The exceptional pieces by the Russian composer Igor Stravinsky belong to the author's classicist period. Although they were created one after the other, they are the exact opposite in terms of content and composition; Stravinsky feels like a genuine compositional chameleon.

The calm, meditative and also light dancing atmosphere of the ballet Apollon Musagète is conjured up by the ballet ensemble, which shares the stage with a somewhat extended string corpus of our theatre's orchestra. Without the usual intermission between the pieces, the story of the gods in the celebrated stage oratorio Oedipus Rex takes us to a man's environment and thus opens questions about his eternal curse and suffering, as well as the fatality of prophetic predictions. In terms of conception, the authors focused primarily on man's captivity in a destiny shaped by gods. No matter how much one desires to be freed from suffering, one is repeatedly caught in a fatal snare until one experiences inner catharsis and finds out the real truth.
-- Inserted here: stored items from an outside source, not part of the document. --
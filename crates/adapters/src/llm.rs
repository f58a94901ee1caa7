//! LLM client boundary. The actual model/provider integration is a
//! collaborator outside this crate's scope; this trait is the seam the
//! Agent Runtime calls through.

use async_trait::async_trait;
use dagctl_core::OrchestratorError;
use serde::{Deserialize, Serialize};
use tokio::sync::mpsc;

#[derive(Debug, Clone, PartialEq, Eq, Serialize, Deserialize)]
#[serde(rename_all = "snake_case")]
pub enum MessageRole {
    System,
    User,
    Assistant,
    Tool,
}

#[derive(Debug, Clone, Serialize, Deserialize)]
pub struct ChatMessage {
    pub role: MessageRole,
    pub content: String,
}

impl ChatMessage {
    pub fn user(content: impl Into<String>) -> Self {
        Self { role: MessageRole::User, content: content.into() }
    }

    pub fn assistant(content: impl Into<String>) -> Self {
        Self { role: MessageRole::Assistant, content: content.into() }
    }

    pub fn system(content: impl Into<String>) -> Self {
        Self { role: MessageRole::System, content: content.into() }
    }
}

/// A chunk of a streaming completion.
#[derive(Debug, Clone)]
pub struct CompletionChunk {
    pub delta: String,
    pub done: bool,
}

#[async_trait]
pub trait LlmClient: Send + Sync {
    /// Request a full (non-streaming) completion.
    async fn complete(&self, messages: &[ChatMessage]) -> Result<String, OrchestratorError>;

    /// Request a streaming completion; chunks are pushed onto `tx` as
    /// they arrive. The final chunk has `done = true`.
    async fn stream(&self, messages: &[ChatMessage], tx: mpsc::Sender<CompletionChunk>) -> Result<(), OrchestratorError>;
}

#[cfg(any(test, feature = "test-support"))]
pub mod fake {
    use super::*;

    /// A deterministic stand-in for integration tests: echoes a fixed
    /// response, optionally split into chunks for streaming.
    pub struct FakeLlmClient {
        pub response: String,
    }

    impl FakeLlmClient {
        pub fn new(response: impl Into<String>) -> Self {
            Self { response: response.into() }
        }
    }

    #[async_trait]
    impl LlmClient for FakeLlmClient {
        async fn complete(&self, _messages: &[ChatMessage]) -> Result<String, OrchestratorError> {
            Ok(self.response.clone())
        }

        async fn stream(&self, _messages: &[ChatMessage], tx: mpsc::Sender<CompletionChunk>) -> Result<(), OrchestratorError> {
            for word in self.response.split_whitespace() {
                let _ = tx.send(CompletionChunk { delta: format!("{word} "), done: false }).await;
            }
            let _ = tx.send(CompletionChunk { delta: String::new(), done: true }).await;
            Ok(())
        }
    }
}

#[cfg(test)]
mod tests {
    use super::fake::FakeLlmClient;
    use super::*;

    #[tokio::test]
    async fn fake_client_completes_with_fixed_response() {
        let client = FakeLlmClient::new("hello world");
        let out = client.complete(&[ChatMessage::user("hi")]).await.unwrap();
        assert_eq!(out, "hello world");
    }

    #[tokio::test]
    async fn fake_client_streams_and_terminates() {
        let client = FakeLlmClient::new("a b c");
        let (tx, mut rx) = mpsc::channel(8);
        client.stream(&[], tx).await.unwrap();

        let mut chunks = Vec::new();
        while let Some(chunk) = rx.recv().await {
            let done = chunk.done;
            chunks.push(chunk);
            if done {
                break;
            }
        }
        assert!(chunks.last().unwrap().done);
    }
}
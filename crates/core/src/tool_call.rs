//! Tool call history: a persistent record of what a turn actually did
//! (spec §3, §4.E). Grounded on `original_source/agent/middleware/subagent_monitor.py`
//! for the truncated-result/sub-agent-label shape.

use serde::{Deserialize, Serialize};
use serde_json::Value;

/// Truncate a tool result preview to a fixed character budget, matching the
/// original's 1000-character truncation for monitored sub-agent calls.
pub const RESULT_PREVIEW_CHARS: usize = 1000;

#[derive(Debug, Clone, Serialize, Deserialize)]
pub struct ToolCallRecord {
    pub step: usize,
    pub tool: String,
    pub args: Value,
    pub result_preview: String,
    pub truncated: bool,
    pub timestamp_ms: u64,
    /// Set when the call was issued by a monitored sub-agent rather than
    /// the top-level turn.
    #[serde(default, skip_serializing_if = "Option::is_none")]
    pub subagent_label: Option<String>,
}

impl ToolCallRecord {
    pub fn new(step: usize, tool: impl Into<String>, args: Value, result: &str, timestamp_ms: u64) -> Self {
        let truncated = result.chars().count() > RESULT_PREVIEW_CHARS;
        let result_preview = if truncated {
            result.chars().take(RESULT_PREVIEW_CHARS).collect()
        } else {
            result.to_string()
        };

        Self {
            step,
            tool: tool.into(),
            args,
            result_preview,
            truncated,
            timestamp_ms,
            subagent_label: None,
        }
    }

    crate::setters! {
        option { subagent_label: String }
    }
}
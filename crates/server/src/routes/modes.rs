//! `/api/modes` (spec §6).

use crate::state::AppState;
use axum::extract::{Path, State};
use axum::Json;
use dagctl_core::{ModeConfig, PreviewLimit};
use std::sync::Arc;

pub async fn get_modes(State(state): State<Arc<AppState>>) -> Json<ModeConfig> {
    Json(state.modes.get_all())
}

pub async fn toggle_mode(State(state): State<Arc<AppState>>, Path(field): Path<String>) -> Json<ModeConfig> {
    match field.as_str() {
        "plan_mode" => state.modes.toggle_plan_mode(),
        "auto_execute" => state.modes.toggle_auto_execute(),
        "safe_mode" => state.modes.toggle_safe_mode(),
        "verbose" => state.modes.toggle_verbose(),
        "export_mode" => state.modes.toggle_export_mode(),
        _ => {}
    }
    Json(state.modes.get_all())
}

#[derive(serde::Deserialize)]
pub struct SetPreviewLimitBody {
    pub preview_limit: PreviewLimit,
}

pub async fn set_preview_limit(State(state): State<Arc<AppState>>, Json(body): Json<SetPreviewLimitBody>) -> Json<ModeConfig> {
    state.modes.set_preview_limit(body.preview_limit);
    Json(state.modes.get_all())
}

pub async fn reset_modes(State(state): State<Arc<AppState>>) -> Json<ModeConfig> {
    state.modes.reset_to_defaults();
    Json(state.modes.get_all())
}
Cocteau's masterfully written libretto, dramaturgically related to his work
La machine infernale, addresses the audience at its very core, at the point where the protagonists' internal conflict is a reflection of anxiety in the moment of the present. Stravinsky's extraordinary work is musically and scenically reproduced by our orchestra, soloists and an enlarged male chorus.

This encounter of an operatorio and a ballet is also an evening dedicated to the 50th anniversary of the great composer's death. Stravinsky's works are mythical; they are the property of all who sought answers to their questions and thus continued and upgraded many of the composer's ideas about the role and power of music and art.